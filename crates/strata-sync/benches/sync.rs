//! Benchmarks for topology processing and full sync passes.

use criterion::{BenchmarkId, Criterion, Throughput, black_box, criterion_group, criterion_main};
use strata_core::math::Vec3;
use strata_scene::{MeshTopologyDesc, PrimId};
use strata_sync::prelude::*;
use strata_sync::topology::{Adjacency, MeshTopology};
use strata_test_utils::{MockPrim, MockSceneDelegate};

/// `n` x `n` grid of quads.
fn grid(n: usize) -> (MeshTopologyDesc, Vec<Vec3>) {
    let row = n + 1;
    let mut indices = Vec::with_capacity(n * n * 4);
    for y in 0..n {
        for x in 0..n {
            let i = (y * row + x) as i32;
            let r = row as i32;
            indices.extend_from_slice(&[i, i + 1, i + r + 1, i + r]);
        }
    }
    let points = (0..row * row)
        .map(|i| Vec3::new((i % row) as f32, (i / row) as f32, 0.0))
        .collect();
    (MeshTopologyDesc::new(vec![4; n * n], indices), points)
}

fn bench_triangulate(c: &mut Criterion) {
    let mut group = c.benchmark_group("triangulate");

    for n in [16, 64, 256] {
        let (desc, _) = grid(n);
        let topology = MeshTopology::new(desc, 0);
        group.throughput(Throughput::Elements((n * n) as u64));
        group.bench_with_input(BenchmarkId::from_parameter(n * n), &topology, |b, topology| {
            b.iter(|| black_box(topology.triangulate()));
        });
    }

    group.finish();
}

fn bench_smooth_normals(c: &mut Criterion) {
    let mut group = c.benchmark_group("smooth_normals");

    for n in [16, 64, 256] {
        let (desc, points) = grid(n);
        let topology = MeshTopology::new(desc, 0);
        let adjacency = Adjacency::build(&topology);
        group.throughput(Throughput::Elements(points.len() as u64));
        group.bench_with_input(BenchmarkId::from_parameter(points.len()), &points, |b, points| {
            b.iter(|| black_box(adjacency.compute_smooth_normals(&topology, points)));
        });
    }

    group.finish();
}

fn setup(prims: usize, n: usize) -> (RenderDelegate, MockSceneDelegate, ChangeTracker) {
    let mut delegate = RenderDelegate::new(SyncConfig::default()).expect("create delegate");
    delegate.configure_mesh_repr("hull", [ReprDesc::new(GeomStyle::Hull)]);
    let scene = MockSceneDelegate::new();
    let mut tracker = ChangeTracker::new();
    let (desc, points) = grid(n);
    for i in 0..prims {
        let id = PrimId::new(format!("/World/grid_{i}"));
        scene.add_prim(id.clone(), MockPrim::mesh(desc.clone(), points.clone()));
        tracker.insert(id.clone(), delegate.insert_mesh(id));
    }
    (delegate, scene, tracker)
}

fn bench_initial_sync(c: &mut Criterion) {
    let mut group = c.benchmark_group("initial_sync");
    group.sample_size(20);

    for prims in [16, 128] {
        group.throughput(Throughput::Elements(prims as u64));
        group.bench_with_input(BenchmarkId::from_parameter(prims), &prims, |b, &prims| {
            b.iter_with_setup(
                || setup(prims, 32),
                |(delegate, scene, mut tracker)| {
                    delegate
                        .sync_all(&scene, &mut tracker, "hull")
                        .expect("sync");
                    delegate
                },
            );
        });
    }

    group.finish();
}

fn bench_points_resync(c: &mut Criterion) {
    let mut group = c.benchmark_group("points_resync");

    for prims in [16, 128] {
        let (delegate, scene, mut tracker) = setup(prims, 32);
        delegate.sync_all(&scene, &mut tracker, "hull").expect("sync");
        let ids = delegate.prim_ids();

        group.throughput(Throughput::Elements(prims as u64));
        group.bench_function(BenchmarkId::from_parameter(prims), |b| {
            b.iter(|| {
                for id in &ids {
                    tracker.mark_dirty(id, DirtyBits::POINTS);
                }
                delegate.sync_all(&scene, &mut tracker, "hull").expect("sync")
            });
        });
    }

    group.finish();
}

criterion_group!(
    benches,
    bench_triangulate,
    bench_smooth_normals,
    bench_initial_sync,
    bench_points_resync
);
criterion_main!(benches);
use std::sync::Arc;

use parking_lot::RwLock;
use strata_scene::{CullStyle, PrimId};

use crate::backend::HitFilter;
use crate::sampler::SamplerSet;

/// User context attached to a mesh's prototype geometry.
///
/// Hit resolution reaches it through the backend's user data and uses it to
/// find the owning prim and its samplers.
#[derive(Debug)]
pub struct PrototypeContext {
    pub prim: PrimId,
    pub samplers: RwLock<SamplerSet>,
    cull: RwLock<(CullStyle, bool)>,
}

impl PrototypeContext {
    pub fn new(prim: PrimId, max_slots: u16, cull_style: CullStyle, double_sided: bool) -> Self {
        Self {
            prim,
            samplers: RwLock::new(SamplerSet::new(max_slots)),
            cull: RwLock::new((cull_style, double_sided)),
        }
    }

    pub fn set_cull(&self, cull_style: CullStyle, double_sided: bool) {
        *self.cull.write() = (cull_style, double_sided);
    }

    pub fn cull(&self) -> (CullStyle, bool) {
        *self.cull.read()
    }

    /// Hit filter reading the current cull state on every call.
    pub fn hit_filter(self: &Arc<Self>) -> HitFilter {
        let context = Arc::clone(self);
        Arc::new(move |front_facing: bool| {
            let (style, double_sided) = context.cull();
            !style.culls(front_facing, double_sided)
        })
    }
}
//! Instance manager.
//!
//! Mirrors an externally computed transform array as backend instance
//! geometries that all reference one prototype scene.

use std::sync::Arc;

use parking_lot::RwLock;
use strata_core::math::Mat4;
use strata_core::profiling::profile_function;
use strata_scene::PrimId;

use crate::backend::{
    BackendResult, GeometryBackend, GeometryHandle, GeometryKind, SceneHandle, UserData,
};

/// User context attached to each instance geometry.
#[derive(Debug)]
pub struct InstanceContext {
    pub prim: PrimId,
    pub instance_index: usize,
    object_to_world: RwLock<Mat4>,
}

impl InstanceContext {
    fn new(prim: PrimId, instance_index: usize) -> Self {
        Self {
            prim,
            instance_index,
            object_to_world: RwLock::new(Mat4::IDENTITY),
        }
    }

    pub fn object_to_world(&self) -> Mat4 {
        *self.object_to_world.read()
    }
}

#[derive(Debug)]
struct InstanceSlot {
    handle: GeometryHandle,
    transform: Mat4,
    context: Arc<InstanceContext>,
}

/// What one [`InstanceSet::reconcile`] call did.
#[derive(Debug, Clone, Copy, Default, PartialEq, Eq)]
pub struct ReconcileReport {
    pub created: usize,
    pub destroyed: usize,
    pub committed: usize,
}

impl ReconcileReport {
    pub fn changed(&self) -> bool {
        self.created > 0 || self.destroyed > 0 || self.committed > 0
    }
}

/// Ordered instance handles of one prim.
#[derive(Debug, Default)]
pub struct InstanceSet {
    slots: Vec<InstanceSlot>,
}

impl InstanceSet {
    pub fn new() -> Self {
        Self::default()
    }

    pub fn len(&self) -> usize {
        self.slots.len()
    }

    pub fn is_empty(&self) -> bool {
        self.slots.is_empty()
    }

    pub fn handles(&self) -> Vec<GeometryHandle> {
        self.slots.iter().map(|slot| slot.handle).collect()
    }

    pub fn context(&self, index: usize) -> Option<&Arc<InstanceContext>> {
        self.slots.get(index).map(|slot| &slot.context)
    }

    /// Resize the set to `instance_transforms.len()` and bring every
    /// transform up to date.
    ///
    /// Each instance ends up at `instance_transform * local`. Only handles
    /// that are new or whose transform moved are committed, unless
    /// `prototype_changed` is set, in which case all of them are.
    #[allow(clippy::too_many_arguments)]
    pub fn reconcile(
        &mut self,
        backend: &mut dyn GeometryBackend,
        root: SceneHandle,
        prototype: SceneHandle,
        prim: &PrimId,
        instance_transforms: &[Mat4],
        local: Mat4,
        prototype_changed: bool,
    ) -> BackendResult<ReconcileReport> {
        profile_function!();
        let mut report = ReconcileReport::default();
        let target = instance_transforms.len();

        while self.slots.len() > target {
            if let Some(slot) = self.slots.pop() {
                release_slot(backend, root, slot);
                report.destroyed += 1;
            }
        }

        let first_new = self.slots.len();
        while self.slots.len() < target {
            let index = self.slots.len();
            let handle = backend.create_geometry(GeometryKind::Instance)?;
            let context = Arc::new(InstanceContext::new(prim.clone(), index));
            let setup = backend
                .set_instanced_scene(handle, prototype)
                .and_then(|_| backend.set_user_data(handle, Some(context.clone() as UserData)))
                .and_then(|_| backend.attach(root, handle));
            if let Err(err) = setup {
                if let Err(release) = backend.release_geometry(handle) {
                    tracing::error!(%prim, %release, "Failed to release unfinished instance");
                }
                return Err(err);
            }
            self.slots.push(InstanceSlot {
                handle,
                transform: Mat4::IDENTITY,
                context,
            });
            report.created += 1;
        }

        for (index, (slot, instance)) in self.slots.iter_mut().zip(instance_transforms).enumerate() {
            let world = *instance * local;
            let moved = slot.transform != world;
            if moved || index >= first_new {
                backend.set_transform(slot.handle, world)?;
                slot.transform = world;
                *slot.context.object_to_world.write() = world;
            }
            if moved || index >= first_new || prototype_changed {
                backend.commit_geometry(slot.handle)?;
                report.committed += 1;
            }
        }

        if report.changed() {
            tracing::trace!(
                prim = %prim,
                instances = self.slots.len(),
                created = report.created,
                destroyed = report.destroyed,
                "Reconciled instances"
            );
        }
        Ok(report)
    }

    /// Release every instance. Safe to call on an empty set.
    pub fn clear(&mut self, backend: &mut dyn GeometryBackend, root: SceneHandle) {
        for slot in self.slots.drain(..).rev() {
            release_slot(backend, root, slot);
        }
    }
}

// Context first, then the geometry.
fn release_slot(backend: &mut dyn GeometryBackend, root: SceneHandle, slot: InstanceSlot) {
    let result = backend
        .set_user_data(slot.handle, None)
        .and_then(|_| backend.detach(root, slot.handle))
        .and_then(|_| backend.release_geometry(slot.handle));
    if let Err(err) = result {
        tracing::error!(handle = %slot.handle, %err, "Failed to release instance");
    }
}

#[cfg(test)]
mod tests {
    use super::*;
    use crate::backend::ArenaBackend;
    use strata_core::math::Vec3;

    fn setup() -> (ArenaBackend, SceneHandle, SceneHandle) {
        let mut backend = ArenaBackend::new(4);
        let root = backend.create_scene().unwrap();
        let prototype = backend.create_scene().unwrap();
        (backend, root, prototype)
    }

    fn offsets(n: usize) -> Vec<Mat4> {
        (0..n)
            .map(|i| Mat4::from_translation(Vec3::new(i as f32, 0.0, 0.0)))
            .collect()
    }

    #[test]
    fn test_grow_and_shrink() {
        let (mut backend, root, prototype) = setup();
        let prim = PrimId::new("/a");
        let mut set = InstanceSet::new();

        let report = set
            .reconcile(&mut backend, root, prototype, &prim, &offsets(3), Mat4::IDENTITY, false)
            .unwrap();
        assert_eq!(report.created, 3);
        assert_eq!(report.committed, 3);
        assert_eq!(backend.scene_geometries(root).unwrap().len(), 3);

        let report = set
            .reconcile(&mut backend, root, prototype, &prim, &offsets(1), Mat4::IDENTITY, false)
            .unwrap();
        assert_eq!(report.destroyed, 2);
        assert_eq!(report.committed, 0);
        assert_eq!(set.len(), 1);
        assert_eq!(backend.stats().live_geometries, 1);
    }

    #[test]
    fn test_only_moved_instances_commit() {
        let (mut backend, root, prototype) = setup();
        let prim = PrimId::new("/a");
        let mut set = InstanceSet::new();
        let mut xforms = offsets(3);
        set.reconcile(&mut backend, root, prototype, &prim, &xforms, Mat4::IDENTITY, false)
            .unwrap();

        xforms[1] = Mat4::from_translation(Vec3::Y);
        let report = set
            .reconcile(&mut backend, root, prototype, &prim, &xforms, Mat4::IDENTITY, false)
            .unwrap();
        assert_eq!(report.committed, 1);
        assert_eq!(set.context(1).unwrap().object_to_world(), xforms[1]);

        let report = set
            .reconcile(&mut backend, root, prototype, &prim, &xforms, Mat4::IDENTITY, true)
            .unwrap();
        assert_eq!(report.committed, 3);
    }

    #[test]
    fn test_local_transform_applied_first() {
        let (mut backend, root, prototype) = setup();
        let prim = PrimId::new("/a");
        let mut set = InstanceSet::new();
        let local = Mat4::from_scale(Vec3::splat(2.0));
        let instance = Mat4::from_translation(Vec3::X);
        set.reconcile(&mut backend, root, prototype, &prim, &[instance], local, false)
            .unwrap();
        let world = set.context(0).unwrap().object_to_world();
        assert_eq!(world.transform_point3(Vec3::ONE), Vec3::new(3.0, 2.0, 2.0));
    }

    #[test]
    fn test_failed_setup_releases_instance() {
        let (mut backend, root, prototype) = setup();
        backend.release_scene(prototype).unwrap();
        let prim = PrimId::new("/a");
        let mut set = InstanceSet::new();
        let result = set.reconcile(&mut backend, root, prototype, &prim, &offsets(2), Mat4::IDENTITY, false);
        assert!(result.is_err());
        assert!(set.is_empty());
        let stats = backend.stats();
        assert_eq!(stats.geometries_created, 1);
        assert_eq!(stats.geometries_released, 1);
        assert_eq!(stats.live_geometries, 0);
    }

    #[test]
    fn test_clear_releases_everything() {
        let (mut backend, root, prototype) = setup();
        let prim = PrimId::new("/a");
        let mut set = InstanceSet::new();
        set.reconcile(&mut backend, root, prototype, &prim, &offsets(2), Mat4::IDENTITY, false)
            .unwrap();
        set.clear(&mut backend, root);
        set.clear(&mut backend, root);
        assert!(set.is_empty());
        assert_eq!(backend.stats().live_geometries, 0);
    }
}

» **Exercise description**: What lines in the listing above contain the word "that"? Show each one.

» **Response for this exercise**:
//! geometries that all reference one prototype scene.
    /// that are new or whose transform moved are committed, unless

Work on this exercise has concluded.